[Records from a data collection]
# # #
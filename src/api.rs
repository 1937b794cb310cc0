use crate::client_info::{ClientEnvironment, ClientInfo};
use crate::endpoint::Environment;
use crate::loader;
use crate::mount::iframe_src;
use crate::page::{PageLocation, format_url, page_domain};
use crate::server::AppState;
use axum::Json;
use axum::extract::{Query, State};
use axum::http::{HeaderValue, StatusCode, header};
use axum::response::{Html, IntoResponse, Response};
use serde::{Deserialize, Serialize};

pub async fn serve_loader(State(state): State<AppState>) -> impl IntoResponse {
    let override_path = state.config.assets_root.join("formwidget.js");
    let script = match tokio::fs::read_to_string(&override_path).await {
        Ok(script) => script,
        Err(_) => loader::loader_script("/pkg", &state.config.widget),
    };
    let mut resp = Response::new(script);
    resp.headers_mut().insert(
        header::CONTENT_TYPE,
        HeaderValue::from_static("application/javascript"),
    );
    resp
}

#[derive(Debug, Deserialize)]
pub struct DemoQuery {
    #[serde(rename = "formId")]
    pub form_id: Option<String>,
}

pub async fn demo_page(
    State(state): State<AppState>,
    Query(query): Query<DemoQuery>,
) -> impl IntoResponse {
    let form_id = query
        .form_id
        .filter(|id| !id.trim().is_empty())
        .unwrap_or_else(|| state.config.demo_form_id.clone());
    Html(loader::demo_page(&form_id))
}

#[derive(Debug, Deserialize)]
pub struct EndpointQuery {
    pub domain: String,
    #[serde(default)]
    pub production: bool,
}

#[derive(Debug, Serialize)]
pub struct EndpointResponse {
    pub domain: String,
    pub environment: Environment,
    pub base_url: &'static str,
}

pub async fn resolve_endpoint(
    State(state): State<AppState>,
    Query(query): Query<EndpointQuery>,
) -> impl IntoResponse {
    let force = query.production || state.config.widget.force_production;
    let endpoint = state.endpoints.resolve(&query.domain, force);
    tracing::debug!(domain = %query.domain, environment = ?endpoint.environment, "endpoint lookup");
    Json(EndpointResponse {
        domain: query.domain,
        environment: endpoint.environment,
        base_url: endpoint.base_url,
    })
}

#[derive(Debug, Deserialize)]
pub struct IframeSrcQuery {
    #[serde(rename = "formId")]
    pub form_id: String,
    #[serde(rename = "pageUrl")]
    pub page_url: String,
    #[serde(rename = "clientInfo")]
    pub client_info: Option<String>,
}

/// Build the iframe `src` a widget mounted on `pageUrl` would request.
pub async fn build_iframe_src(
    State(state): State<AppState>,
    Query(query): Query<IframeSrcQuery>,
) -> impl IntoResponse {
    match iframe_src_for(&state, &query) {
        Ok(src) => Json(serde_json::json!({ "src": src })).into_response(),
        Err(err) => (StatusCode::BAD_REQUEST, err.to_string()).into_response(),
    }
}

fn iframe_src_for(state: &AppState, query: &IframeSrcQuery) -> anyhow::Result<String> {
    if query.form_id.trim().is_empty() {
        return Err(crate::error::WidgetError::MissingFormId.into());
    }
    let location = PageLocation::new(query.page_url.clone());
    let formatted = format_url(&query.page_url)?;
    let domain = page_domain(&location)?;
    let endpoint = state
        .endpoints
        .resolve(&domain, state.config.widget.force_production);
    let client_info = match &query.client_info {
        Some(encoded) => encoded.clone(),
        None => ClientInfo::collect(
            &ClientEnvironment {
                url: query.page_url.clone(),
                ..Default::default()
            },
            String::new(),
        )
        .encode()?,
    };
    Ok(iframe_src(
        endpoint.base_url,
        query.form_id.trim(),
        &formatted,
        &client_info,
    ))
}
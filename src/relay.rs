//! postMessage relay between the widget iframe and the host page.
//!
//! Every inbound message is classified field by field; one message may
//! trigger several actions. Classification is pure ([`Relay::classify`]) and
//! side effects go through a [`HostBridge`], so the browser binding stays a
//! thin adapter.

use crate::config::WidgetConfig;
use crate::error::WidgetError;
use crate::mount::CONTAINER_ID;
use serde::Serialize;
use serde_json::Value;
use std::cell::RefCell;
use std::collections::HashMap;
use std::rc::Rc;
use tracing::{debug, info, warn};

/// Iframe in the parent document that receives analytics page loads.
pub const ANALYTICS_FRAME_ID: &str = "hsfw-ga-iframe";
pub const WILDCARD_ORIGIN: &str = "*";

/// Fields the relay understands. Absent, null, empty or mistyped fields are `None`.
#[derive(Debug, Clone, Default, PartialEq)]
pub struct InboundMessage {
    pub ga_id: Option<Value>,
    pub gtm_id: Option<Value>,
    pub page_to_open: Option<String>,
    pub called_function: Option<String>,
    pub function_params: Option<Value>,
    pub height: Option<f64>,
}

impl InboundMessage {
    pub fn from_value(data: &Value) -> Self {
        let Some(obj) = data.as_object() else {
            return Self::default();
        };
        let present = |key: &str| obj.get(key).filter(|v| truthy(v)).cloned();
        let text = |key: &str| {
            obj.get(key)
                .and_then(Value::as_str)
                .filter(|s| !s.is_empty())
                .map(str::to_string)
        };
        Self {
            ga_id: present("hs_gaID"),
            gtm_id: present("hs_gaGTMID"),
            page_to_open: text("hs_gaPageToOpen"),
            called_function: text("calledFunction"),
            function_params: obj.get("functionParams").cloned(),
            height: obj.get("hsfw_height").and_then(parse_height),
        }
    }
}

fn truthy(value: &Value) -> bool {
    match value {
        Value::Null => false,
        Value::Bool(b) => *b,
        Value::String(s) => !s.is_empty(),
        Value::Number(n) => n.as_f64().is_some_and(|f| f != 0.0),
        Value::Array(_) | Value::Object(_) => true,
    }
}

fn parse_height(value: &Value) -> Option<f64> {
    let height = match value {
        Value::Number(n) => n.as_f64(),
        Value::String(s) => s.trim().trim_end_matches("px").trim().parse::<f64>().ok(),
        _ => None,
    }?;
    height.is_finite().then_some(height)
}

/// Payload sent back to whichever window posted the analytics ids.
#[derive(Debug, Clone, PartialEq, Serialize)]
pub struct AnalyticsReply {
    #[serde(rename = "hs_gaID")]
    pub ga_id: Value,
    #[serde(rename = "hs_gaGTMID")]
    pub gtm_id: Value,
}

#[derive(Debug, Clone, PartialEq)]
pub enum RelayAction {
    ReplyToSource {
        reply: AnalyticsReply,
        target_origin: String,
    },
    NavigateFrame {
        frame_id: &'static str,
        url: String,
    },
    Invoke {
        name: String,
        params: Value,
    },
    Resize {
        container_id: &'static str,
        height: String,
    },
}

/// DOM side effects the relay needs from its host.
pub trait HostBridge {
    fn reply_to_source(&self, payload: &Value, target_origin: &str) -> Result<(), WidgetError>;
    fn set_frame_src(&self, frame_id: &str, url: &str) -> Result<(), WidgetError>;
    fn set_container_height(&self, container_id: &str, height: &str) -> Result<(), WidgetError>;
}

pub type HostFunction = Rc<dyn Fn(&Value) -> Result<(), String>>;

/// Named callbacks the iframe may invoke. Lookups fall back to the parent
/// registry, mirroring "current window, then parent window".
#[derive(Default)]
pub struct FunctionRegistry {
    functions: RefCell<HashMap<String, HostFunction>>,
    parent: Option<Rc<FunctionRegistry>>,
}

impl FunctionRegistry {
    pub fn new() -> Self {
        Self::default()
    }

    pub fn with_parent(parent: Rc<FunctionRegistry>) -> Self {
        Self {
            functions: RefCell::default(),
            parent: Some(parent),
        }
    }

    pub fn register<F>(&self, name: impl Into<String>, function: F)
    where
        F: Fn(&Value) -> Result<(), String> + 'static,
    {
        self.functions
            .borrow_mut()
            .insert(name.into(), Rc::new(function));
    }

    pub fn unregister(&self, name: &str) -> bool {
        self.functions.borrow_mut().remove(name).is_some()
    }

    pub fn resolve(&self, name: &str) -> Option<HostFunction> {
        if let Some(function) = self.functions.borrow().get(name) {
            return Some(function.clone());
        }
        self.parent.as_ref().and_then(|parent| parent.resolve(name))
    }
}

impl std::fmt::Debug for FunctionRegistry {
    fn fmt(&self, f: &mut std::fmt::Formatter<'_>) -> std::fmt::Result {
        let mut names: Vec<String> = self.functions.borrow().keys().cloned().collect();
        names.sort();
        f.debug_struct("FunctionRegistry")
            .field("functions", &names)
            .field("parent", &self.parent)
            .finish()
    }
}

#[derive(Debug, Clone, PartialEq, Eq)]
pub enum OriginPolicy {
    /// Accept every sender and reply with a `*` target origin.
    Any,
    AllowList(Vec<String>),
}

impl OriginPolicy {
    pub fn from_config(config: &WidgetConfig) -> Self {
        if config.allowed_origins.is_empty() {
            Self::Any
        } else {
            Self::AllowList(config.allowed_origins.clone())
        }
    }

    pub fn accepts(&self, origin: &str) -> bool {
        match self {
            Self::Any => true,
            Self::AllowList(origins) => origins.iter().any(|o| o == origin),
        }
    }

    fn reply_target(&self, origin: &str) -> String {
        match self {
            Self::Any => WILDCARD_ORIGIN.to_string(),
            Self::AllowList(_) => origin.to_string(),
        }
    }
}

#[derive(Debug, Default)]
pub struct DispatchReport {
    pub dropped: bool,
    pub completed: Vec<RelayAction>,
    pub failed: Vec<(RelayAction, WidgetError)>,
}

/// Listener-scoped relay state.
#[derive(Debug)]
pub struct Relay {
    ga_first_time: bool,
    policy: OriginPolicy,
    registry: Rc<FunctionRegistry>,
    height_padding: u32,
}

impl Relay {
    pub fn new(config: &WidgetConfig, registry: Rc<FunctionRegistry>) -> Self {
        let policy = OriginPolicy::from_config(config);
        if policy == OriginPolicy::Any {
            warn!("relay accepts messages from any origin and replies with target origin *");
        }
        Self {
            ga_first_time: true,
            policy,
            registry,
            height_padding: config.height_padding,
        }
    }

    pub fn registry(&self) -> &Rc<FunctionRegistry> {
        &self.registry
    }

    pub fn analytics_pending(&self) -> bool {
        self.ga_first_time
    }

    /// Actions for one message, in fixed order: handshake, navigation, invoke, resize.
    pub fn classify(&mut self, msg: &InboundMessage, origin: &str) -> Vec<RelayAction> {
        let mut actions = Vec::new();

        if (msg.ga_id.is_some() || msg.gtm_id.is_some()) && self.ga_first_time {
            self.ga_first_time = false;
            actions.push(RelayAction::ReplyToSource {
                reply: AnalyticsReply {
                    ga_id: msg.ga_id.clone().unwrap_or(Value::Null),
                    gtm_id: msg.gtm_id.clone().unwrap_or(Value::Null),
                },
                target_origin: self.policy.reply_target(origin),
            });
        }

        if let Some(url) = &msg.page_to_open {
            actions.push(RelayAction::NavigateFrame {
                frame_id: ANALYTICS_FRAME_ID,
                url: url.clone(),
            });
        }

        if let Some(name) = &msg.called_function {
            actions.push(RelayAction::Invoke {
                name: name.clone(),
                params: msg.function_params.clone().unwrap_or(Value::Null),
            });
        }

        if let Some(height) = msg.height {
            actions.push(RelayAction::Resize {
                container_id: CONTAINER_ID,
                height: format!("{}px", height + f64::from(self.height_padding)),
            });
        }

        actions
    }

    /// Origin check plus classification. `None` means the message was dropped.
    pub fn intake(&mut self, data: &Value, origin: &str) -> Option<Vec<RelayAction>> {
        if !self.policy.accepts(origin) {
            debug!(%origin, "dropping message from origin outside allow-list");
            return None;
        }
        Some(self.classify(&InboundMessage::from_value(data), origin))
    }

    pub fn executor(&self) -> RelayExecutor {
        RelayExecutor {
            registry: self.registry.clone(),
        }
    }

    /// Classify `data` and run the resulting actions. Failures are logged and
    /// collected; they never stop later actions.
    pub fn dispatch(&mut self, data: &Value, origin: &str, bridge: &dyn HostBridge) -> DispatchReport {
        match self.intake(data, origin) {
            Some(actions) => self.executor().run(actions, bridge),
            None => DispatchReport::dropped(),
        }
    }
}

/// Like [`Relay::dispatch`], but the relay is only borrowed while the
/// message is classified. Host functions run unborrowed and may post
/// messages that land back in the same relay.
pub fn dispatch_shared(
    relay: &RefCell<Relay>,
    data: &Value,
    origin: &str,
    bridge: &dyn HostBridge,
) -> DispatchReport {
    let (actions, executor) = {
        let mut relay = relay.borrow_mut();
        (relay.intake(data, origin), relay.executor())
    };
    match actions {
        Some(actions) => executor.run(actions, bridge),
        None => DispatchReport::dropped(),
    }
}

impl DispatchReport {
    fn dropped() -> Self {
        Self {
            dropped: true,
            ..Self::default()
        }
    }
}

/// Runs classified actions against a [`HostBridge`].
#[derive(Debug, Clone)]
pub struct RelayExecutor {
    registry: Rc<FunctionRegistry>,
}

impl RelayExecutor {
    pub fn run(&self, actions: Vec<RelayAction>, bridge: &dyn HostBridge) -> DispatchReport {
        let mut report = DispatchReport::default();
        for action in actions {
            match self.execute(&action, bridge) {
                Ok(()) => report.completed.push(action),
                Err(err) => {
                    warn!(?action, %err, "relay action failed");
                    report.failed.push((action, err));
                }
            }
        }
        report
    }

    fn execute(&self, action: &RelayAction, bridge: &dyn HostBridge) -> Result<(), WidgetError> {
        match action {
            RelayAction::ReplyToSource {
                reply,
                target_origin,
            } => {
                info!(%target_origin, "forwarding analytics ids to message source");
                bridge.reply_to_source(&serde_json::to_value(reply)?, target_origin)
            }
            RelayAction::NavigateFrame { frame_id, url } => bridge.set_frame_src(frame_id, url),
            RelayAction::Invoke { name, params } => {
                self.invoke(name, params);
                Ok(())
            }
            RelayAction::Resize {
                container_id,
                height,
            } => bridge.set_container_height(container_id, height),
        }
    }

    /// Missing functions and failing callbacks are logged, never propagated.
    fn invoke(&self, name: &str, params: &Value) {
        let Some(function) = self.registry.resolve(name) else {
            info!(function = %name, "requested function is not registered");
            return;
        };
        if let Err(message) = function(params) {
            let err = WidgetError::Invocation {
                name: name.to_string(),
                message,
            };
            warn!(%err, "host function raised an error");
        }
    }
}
# # #
REQUIRED ACTION
Go through the records above and, whenever a line includes the word "accepts", copy it.

COMPLETED TASK
    pub fn accepts(&self, origin: &str) -> bool {
            warn!("relay accepts messages from any origin and replies with target origin *");
        if !self.policy.accepts(origin) {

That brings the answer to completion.